──────── DATA PROVIDED ────────

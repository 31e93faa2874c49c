//! # Value/Use Representation for IR Nodes
//!
//! Nodes that produce results are referenced by the nodes that consume them
//! through operand edges. Every edge is threaded into the use list of the
//! value it targets, so all consumers of a value can be found, rewritten, or
//! detached in constant time per edge.
//!
//! ## Module Structure
//!
//! ```text
//! ir/
//! ├── mod.rs           # This file - module definition and re-exports
//! ├── value.rs         # ValueId, Value (result handle), ValueKind, ResultTypes
//! ├── operand.rs       # OperandId, Operand (owned edge), UseSlot
//! ├── context.rs       # UseDefContext: value/edge arena, link/unlink, RAUW
//! ├── use_iter.rs      # Uses, ResultUses, UseCursor, ResultUseCursor
//! ├── operand_list.rs  # OperandList, FixedOperandList, TailAllocatedOperandList
//! └── value_array.rs   # OperandValueArray (edges projected to targets)
//! ```
//!
//! ## Key Types
//!
//! - [`Value`] - Copyable `(identity, result number)` handle, the thing being used
//! - [`Operand`] - Owned edge from a consumer to a [`Value`]
//! - [`UseDefContext`] - Arena that owns identities and edges and sequences teardown
//! - [`FixedOperandList`] / [`TailAllocatedOperandList`] - Per-node edge storage
//!
//! ## Threading
//!
//! Single mutator. Nothing here is synchronized; a context may move between
//! threads but must not be shared by concurrent passes.

pub(crate) mod context;
pub(crate) mod operand;
mod operand_list;
mod use_iter;
mod value;
mod value_array;

// Re-export all public types
pub use context::{ContextStats, UseDefContext};
pub use operand::{Operand, OperandId, UseSlot};
pub use operand_list::{FixedOperandList, OperandList, TailAllocatedOperandList};
pub use use_iter::{ResultUseCursor, ResultUses, UseCursor, Uses};
pub use value::{
    ResultTypes, TypeRef, Value, ValueId, ValueKind, MAX_RESULTS, MAX_VALUE_INDEX,
    RESULT_NUMBER_BITS,
};
pub use value_array::OperandValueArray;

────────

BRIEF: When the word "ResultTypes" shows up in a line of the entries, report that line.

RESULT:
//! ├── value.rs         # ValueId, Value (result handle), ValueKind, ResultTypes
    ResultTypes, TypeRef, Value, ValueId, ValueKind, MAX_RESULTS, MAX_VALUE_INDEX,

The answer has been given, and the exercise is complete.